Monsieur le rapporteur général, les recommandations pour lutter contre la covid-19 avaient effectivement pour objet principal d'aider les entreprises, notamment les plus petites d'entre elles, à y voir clair le plus rapidement possible et à prendre conscience de l'influence de la crise sur leurs comptes, mais aussi sur leur capacité à rebondir.

Ensuite, nous avons émis l'hypothèse que, pour ce faire, ces entreprises auraient besoin de communiquer avec des tiers de façon « normée », c'est-à-dire d'une façon compréhensible. C'est la raison pour laquelle nous avons axé nos travaux sur la présentation des effets de la pandémie. À mon sens, il fallait plutôt retenir une présentation d'ensemble, car la pandémie touche tous les aspects de l'exploitation d'une entreprise et pas simplement quelques-uns. Donc, isoler certains coûts n'est pas la meilleure réponse ; il est plus intéressant de se pencher sur l'exploitation normative d'une entreprise dans des conditions normales pour trouver le moment où elle pourra retrouver son rythme habituel.

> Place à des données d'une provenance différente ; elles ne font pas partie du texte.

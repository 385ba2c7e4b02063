//! Admin authentication error types.

use thiserror::Error;

use crate::db::RepositoryError;

/// Errors that can occur during admin authentication operations.
#[derive(Debug, Error)]
pub enum AdminAuthError {
    /// Unknown username or wrong password. Deliberately not told apart.
    #[error("invalid username or password")]
    InvalidCredentials,

    /// Admin user already exists.
    #[error("admin user already exists")]
    UserAlreadyExists,

    /// Username or password rejected before hashing.
    #[error("invalid input: {0}")]
    InvalidInput(String),

    /// Argon2 failed to hash a password.
    #[error("password hashing failed: {0}")]
    Hashing(String),

    /// Repository/database error.
    #[error("database error: {0}")]
    Repository(#[from] RepositoryError),
}

impl From<argon2::password_hash::Error> for AdminAuthError {
    fn from(err: argon2::password_hash::Error) -> Self {
        Self::Hashing(err.to_string())
    }
}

Enfin, pour ce qui concerne l'ACPR, c'est à la demande du gouverneur de la Banque de France que je pilote la commission précitée ; j'en suis très heureux, car elle fait du bon travail en incitant les grands acteurs du secteur financier, d'abord à s'aligner sur de meilleures pratiques, ensuite à respecter les engagements qu'ils ont pris, et enfin à établir des scénarios sur les effets du réchauffement climatique pour leur portefeuille. Cela étant, il faut être très prudent avec le greenwashing, car je crois fermement que la normalisation extrafinancière européenne nous amènera dans des délais relativement courts - j'ai eu l'occasion de m'entretenir sur la question avec le commissaire européen à l'environnement la semaine dernière - à un nouveau système de reporting en 2024 sur les comptes de 2023. L'échéance étant très proche, il nous faudra faire preuve d'un véritable effort de normalisation, qui est possible à condition que nous mobilisions les ressources correspondantes. Il y va de cette sécurité de reporting, qui est nécessaire si l'on veut éviter les effets de manche.